Exercise details:
Which lines of the entries below include "plasma"? List them all.

[Source records Boundary: Start]

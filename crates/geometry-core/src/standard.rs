// ─────────────────────────────────────────────────────────────────────
// SCPN Fusion Core — Equilibrium-Derived Geometry
// © 1998–2026 Miroslav Šotek. All rights reserved.
// Contact: www.anulum.li | protoscience@anulum.li
// ORCID: https://orcid.org/0009-0009-3560-0851
// License: GNU AGPL v3 | Commercial licensing available
// ─────────────────────────────────────────────────────────────────────
//! Standard geometry from flux-surface-averaged equilibrium profiles.
//!
//! All input profiles live on the equilibrium's normalized toroidal flux
//! coordinate `rhon`. The builder
//!   1. combines the flux-surface integrals into metric coefficients g0..g3,
//!   2. reconstructs a poloidal flux consistent with the current profile,
//!   3. either rescales that flux to a requested plasma current or reports
//!      the equilibrium current back to the caller,
//!   4. differentiates volume, area and current,
//!   5. maps everything onto the solver's cell, face and hires grids.

use crate::geometry::{CurrentUpdate, Geometry, GeometryType, StandardGeometry};
use geometry_math::axis::ratio_with_axis_limit;
use geometry_math::integrate::cumulative_trapezoid;
use geometry_math::interp::{check_strictly_increasing, gradient, interp1d};
use geometry_types::constants::{AMPERES_PER_MA, MU0};
use geometry_types::error::{GeometryError, GeometryResult};
use geometry_types::grid::Grid1D;
use ndarray::{Array1, ArrayView1};
use std::f64::consts::PI;

/// Unnormalized equilibrium profiles, all sampled on `rhon`.
#[derive(Debug, Clone)]
pub struct StandardGeometryIntermediates {
    /// Major radius [m].
    pub rmaj: f64,
    /// Minor radius [m].
    pub rmin: f64,
    /// On-axis toroidal field [T].
    pub b: f64,
    /// Poloidal flux [Wb].
    pub psi: Array1<f64>,
    /// Enclosed plasma current [A].
    pub ip: Array1<f64>,
    /// Toroidal flux radius sqrt(Φ/πB₀) [m].
    pub rho: Array1<f64>,
    /// Normalized toroidal flux coordinate, strictly increasing.
    pub rhon: Array1<f64>,
    /// Inboard midplane major radius [m].
    pub r_in: Array1<f64>,
    /// Outboard midplane major radius [m].
    pub r_out: Array1<f64>,
    /// Toroidal-field flux function R·B_φ [T·m].
    pub rbphi: Array1<f64>,
    /// ∫ J dχ, the flux-surface Jacobian integral.
    pub int_jdchi: Array1<f64>,
    /// <1/R²>
    pub flux_norm_1_over_r2: Array1<f64>,
    /// <Bp²>
    pub flux_norm_bp2: Array1<f64>,
    /// <|∇ψ|>
    pub flux_norm_dpsi: Array1<f64>,
    /// <|∇ψ|²>
    pub flux_norm_dpsi2: Array1<f64>,
    pub delta_upper_face: Array1<f64>,
    pub delta_lower_face: Array1<f64>,
    /// Enclosed volume [m³].
    pub volume: Array1<f64>,
    /// Enclosed poloidal cross-section area [m²].
    pub area: Array1<f64>,
}

impl StandardGeometryIntermediates {
    fn named_profiles(&self) -> [(&'static str, &Array1<f64>); 16] {
        [
            ("psi", &self.psi),
            ("Ip", &self.ip),
            ("rho", &self.rho),
            ("rhon", &self.rhon),
            ("Rin", &self.r_in),
            ("Rout", &self.r_out),
            ("RBPhi", &self.rbphi),
            ("int_Jdchi", &self.int_jdchi),
            ("flux_norm_1_over_R2", &self.flux_norm_1_over_r2),
            ("flux_norm_Bp2", &self.flux_norm_bp2),
            ("flux_norm_dpsi", &self.flux_norm_dpsi),
            ("flux_norm_dpsi2", &self.flux_norm_dpsi2),
            ("delta_upper_face", &self.delta_upper_face),
            ("delta_lower_face", &self.delta_lower_face),
            ("volume", &self.volume),
            ("area", &self.area),
        ]
    }

    /// Shape and content checks. Profiles with mismatched lengths or a
    /// non-increasing abscissa are rejected, never coerced.
    pub fn validate(&self) -> GeometryResult<()> {
        for (name, value) in [("Rmaj", self.rmaj), ("Rmin", self.rmin), ("B0", self.b)] {
            if !value.is_finite() || value <= 0.0 {
                return Err(GeometryError::PhysicsViolation(format!(
                    "{name} must be finite and > 0, got {value}"
                )));
            }
        }

        let n = self.rhon.len();
        if n < 2 {
            return Err(GeometryError::PhysicsViolation(format!(
                "equilibrium profiles need at least 2 radial samples, got {n}"
            )));
        }
        for (name, profile) in self.named_profiles() {
            if profile.len() != n {
                return Err(GeometryError::ProfileLengthMismatch {
                    name: name.to_string(),
                    expected: n,
                    actual: profile.len(),
                });
            }
            if let Some(idx) = profile.iter().position(|v| !v.is_finite()) {
                return Err(GeometryError::PhysicsViolation(format!(
                    "profile '{name}' has a non-finite value at index {idx}"
                )));
            }
        }

        check_strictly_increasing("rhon", self.rhon.view())?;
        check_strictly_increasing("rho", self.rho.view())?;
        check_strictly_increasing("volume", self.volume.view())?;

        if self.r_in[0] <= 0.0 {
            return Err(GeometryError::PhysicsViolation(format!(
                "on-axis Rin must be > 0, got {}",
                self.r_in[0]
            )));
        }
        Ok(())
    }
}

/// Piecewise-linear remapping from `rhon` onto the solver grids.
struct Remap<'a> {
    rhon: ArrayView1<'a, f64>,
    cell: ArrayView1<'a, f64>,
    face: ArrayView1<'a, f64>,
    hires: ArrayView1<'a, f64>,
}

impl Remap<'_> {
    fn cell(&self, fp: &Array1<f64>) -> GeometryResult<Array1<f64>> {
        interp1d(self.cell, self.rhon, fp.view())
    }

    fn face(&self, fp: &Array1<f64>) -> GeometryResult<Array1<f64>> {
        interp1d(self.face, self.rhon, fp.view())
    }

    fn hires(&self, fp: &Array1<f64>) -> GeometryResult<Array1<f64>> {
        interp1d(self.hires, self.rhon, fp.view())
    }
}

/// Slope dψ/dρ implied by the enclosed current:
///   dψ/dρ = 16 μ₀ π⁴ Ip / (g2g3/ρ · R₀ · F)
/// Zero on axis by symmetry.
fn flux_slope_from_current(
    ip: &Array1<f64>,
    g2g3_over_rho: &Array1<f64>,
    rmaj: f64,
    rbphi: &Array1<f64>,
) -> Array1<f64> {
    let num = ip * (16.0 * MU0 * PI.powi(4));
    let den = g2g3_over_rho * rbphi * rmaj;
    ratio_with_axis_limit(num.view(), den.view(), 0.0)
}

/// Build a [`StandardGeometry`] on an `nr`-cell grid.
///
/// With `config_ip` [MA] the reconstructed flux and current density are
/// rescaled so the edge current equals `config_ip`, and no update is
/// returned. Without it the equilibrium edge current is returned as a
/// [`CurrentUpdate`] for the caller to adopt.
pub fn build_standard_geometry(
    inputs: &StandardGeometryIntermediates,
    nr: usize,
    hires_fac: usize,
    config_ip: Option<f64>,
) -> GeometryResult<(StandardGeometry, Option<CurrentUpdate>)> {
    if nr < 1 || hires_fac < 1 {
        return Err(GeometryError::ConfigError(format!(
            "nr and hires_fac must be >= 1, got nr={nr}, hires_fac={hires_fac}"
        )));
    }
    inputs.validate()?;

    let n = inputs.rhon.len();
    let last = n - 1;
    let rmaj = inputs.rmaj;
    let b = inputs.b;
    let rho = &inputs.rho;
    let rhon = &inputs.rhon;
    let ip = &inputs.ip;

    if rhon[0] != 0.0 {
        log::warn!(
            "standard geometry: rhon starts at {} instead of the magnetic axis",
            rhon[0]
        );
    }

    // Flux surface integrals of the geometry quantities.
    let c1 = &inputs.int_jdchi;
    let c2 = &inputs.flux_norm_1_over_r2 * c1;
    let c3 = &inputs.flux_norm_bp2 * c1;
    let c4 = &inputs.flux_norm_dpsi2 * c1;

    let g0 = &inputs.flux_norm_dpsi * c1; // <∇V>
    let g1 = c1 * &c4; // <(∇V)²>
    let g2 = c1 * &c3; // <(∇V)²/R²>
    let r_in_axis = inputs.r_in[0];
    let g3 = ratio_with_axis_limit(c2.view(), c1.view(), 1.0 / (r_in_axis * r_in_axis)); // <1/R²>
    let g2g3_over_rho = ratio_with_axis_limit((&g2 * &g3).view(), rho.view(), 0.0);

    // Flux consistent with the current profile. Equilibrium psi often has
    // noisy second derivatives, so the solver may prefer this one.
    let dpsidrho = flux_slope_from_current(ip, &g2g3_over_rho, rmaj, &inputs.rbphi);
    let mut psi_from_ip = cumulative_trapezoid(dpsidrho.view(), rho.view());
    // Edge point from the current-consistent slope, not the trapezoid.
    psi_from_ip[last] = psi_from_ip[last - 1] + dpsidrho[last] * (rho[last] - rho[last - 1]);

    let (ip_scale_factor, current_update) = match config_ip {
        Some(target_ma) => {
            if !target_ma.is_finite() {
                return Err(GeometryError::ConfigError(format!(
                    "target plasma current must be finite, got {target_ma}"
                )));
            }
            if ip[last] == 0.0 {
                return Err(GeometryError::PhysicsViolation(
                    "equilibrium edge current is zero; cannot rescale to target Ip".to_string(),
                ));
            }
            let scale = target_ma * AMPERES_PER_MA / ip[last];
            log::info!(
                "standard geometry: rescaling psi to Ip={target_ma} MA (scale factor {scale:.6})"
            );
            (scale, None)
        }
        None => {
            let ip_ma = ip[last] / AMPERES_PER_MA;
            log::info!("standard geometry: adopting equilibrium Ip={ip_ma} MA");
            (1.0, Some(CurrentUpdate { ip_ma }))
        }
    };
    psi_from_ip *= ip_scale_factor;

    // dV/dρ, dS/dρ. The one-sided difference is meaningless at the
    // coordinate-singular axis, so index 0 is pinned to zero.
    let mut vpr = gradient(inputs.volume.view(), rho.view())?;
    let mut spr = gradient(inputs.area.view(), rho.view())?;
    vpr[0] = 0.0;
    spr[0] = 0.0;

    let jtot = gradient(ip.view(), inputs.volume.view())? * (2.0 * PI * rmaj * ip_scale_factor);

    // Solver grid in rho_tor_norm, denormalized by the edge toroidal radius.
    let dr_norm = rhon[last] / nr as f64;
    let mesh = Grid1D::new(nr, dr_norm)?;
    let rmax = rho[last];
    let r_face_norm = mesh.face_centers.clone();
    let r_norm = mesh.cell_centers.clone();
    let dr = dr_norm * rmax;
    let r_face = &r_face_norm * rmax;
    let r = &r_norm * rmax;

    let r_hires_norm = Array1::linspace(0.0, 1.0, nr * hires_fac);
    let r_hires = &r_hires_norm * rmax;

    let remap = Remap {
        rhon: rhon.view(),
        cell: r_norm.view(),
        face: r_face_norm.view(),
        hires: r_hires_norm.view(),
    };

    let vpr_face = remap.face(&vpr)?;
    let vpr_hires = remap.hires(&vpr)?;
    let vpr_cell = remap.cell(&vpr)?;

    let spr_face = remap.face(&spr)?;
    let spr_cell = remap.cell(&spr)?;
    let spr_hires = remap.hires(&spr)?;

    let delta_upper_face = remap.face(&inputs.delta_upper_face)?;
    let delta_lower_face = remap.face(&inputs.delta_lower_face)?;
    let delta_face = (&delta_upper_face + &delta_lower_face) * 0.5;

    let f_face = remap.face(&inputs.rbphi)?;
    let f_hires = remap.hires(&inputs.rbphi)?;
    let f = remap.cell(&inputs.rbphi)?;
    let j = &f / (rmaj * b);
    let j_face = &f_face / (rmaj * b);
    let j_hires = &f_hires / (rmaj * b);

    let psi = remap.cell(&inputs.psi)?;
    let psi_from_ip = remap.cell(&psi_from_ip)?;

    let jtot_face = remap.face(&jtot)?;
    let jtot_cell = remap.cell(&jtot)?;

    let r_in_face = remap.face(&inputs.r_in)?;
    let r_in = remap.cell(&inputs.r_in)?;
    let r_out_face = remap.face(&inputs.r_out)?;
    let r_out = remap.cell(&inputs.r_out)?;

    let g0_face = remap.face(&g0)?;
    let g0_cell = remap.cell(&g0)?;
    let g1_face = remap.face(&g1)?;
    let g1_cell = remap.cell(&g1)?;
    let g2_face = remap.face(&g2)?;
    let g2_cell = remap.cell(&g2)?;
    let g3_face = remap.face(&g3)?;
    let g3_cell = remap.cell(&g3)?;

    let g2g3_over_rho_face = remap.face(&g2g3_over_rho)?;
    let g2g3_over_rho_hires = remap.hires(&g2g3_over_rho)?;
    let g2g3_over_rho_cell = remap.cell(&g2g3_over_rho)?;

    let volume_face = remap.face(&inputs.volume)?;
    let volume_hires = remap.hires(&inputs.volume)?;
    let volume = remap.cell(&inputs.volume)?;

    let area_face = remap.face(&inputs.area)?;
    let area_hires = remap.hires(&inputs.area)?;
    let area = remap.cell(&inputs.area)?;

    // Repeated terms of the transport equations.
    let vpr2_face = vpr_face.mapv(|v| v * v);
    let g0_over_vpr_face = ratio_with_axis_limit(g0_face.view(), vpr_face.view(), 1.0);
    let g1_over_vpr = &g1_cell / &vpr_cell;
    let g1_over_vpr2 = &g1_cell / &vpr_cell.mapv(|v| v * v);
    let g1_over_vpr_face = ratio_with_axis_limit(g1_face.view(), vpr_face.view(), 0.0);
    let g1_over_vpr2_face = ratio_with_axis_limit(g1_face.view(), vpr2_face.view(), 1.0);

    log::debug!(
        "standard geometry: {n} native samples -> nr={nr}, hires={}, rmax={rmax:.4} m",
        r_hires.len()
    );

    let geometry = Geometry {
        geometry_type: GeometryType::Chease,
        dr_norm,
        dr,
        mesh,
        rmax,
        r_face_norm,
        r_norm,
        r_face,
        r,
        rmaj,
        rmin: inputs.rmin,
        b0: b,
        volume,
        volume_face,
        area,
        area_face,
        vpr: vpr_cell,
        vpr_face,
        spr_cell,
        spr_face,
        delta_face,
        g0: g0_cell,
        g0_face,
        g1: g1_cell,
        g1_face,
        g2: g2_cell,
        g2_face,
        g3: g3_cell,
        g3_face,
        g2g3_over_rho: g2g3_over_rho_cell,
        g2g3_over_rho_face,
        g2g3_over_rho_hires,
        g0_over_vpr_face,
        g1_over_vpr,
        g1_over_vpr_face,
        g1_over_vpr2,
        g1_over_vpr2_face,
        j,
        j_face,
        j_hires,
        f,
        f_face,
        r_in,
        r_in_face,
        r_out,
        r_out_face,
        volume_hires,
        area_hires,
        spr_hires,
        r_hires_norm,
        r_hires,
        vpr_hires,
    };

    Ok((
        StandardGeometry {
            geometry,
            psi,
            psi_from_ip,
            jtot: jtot_cell,
            jtot_face,
            delta_upper_face,
            delta_lower_face,
        },
        current_update,
    ))
}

[Source records Boundary: End]

Written reply:
//!   3. either rescales that flux to a requested plasma current or reports
    /// Enclosed plasma current [A].
                    "target plasma current must be finite, got {target_ma}"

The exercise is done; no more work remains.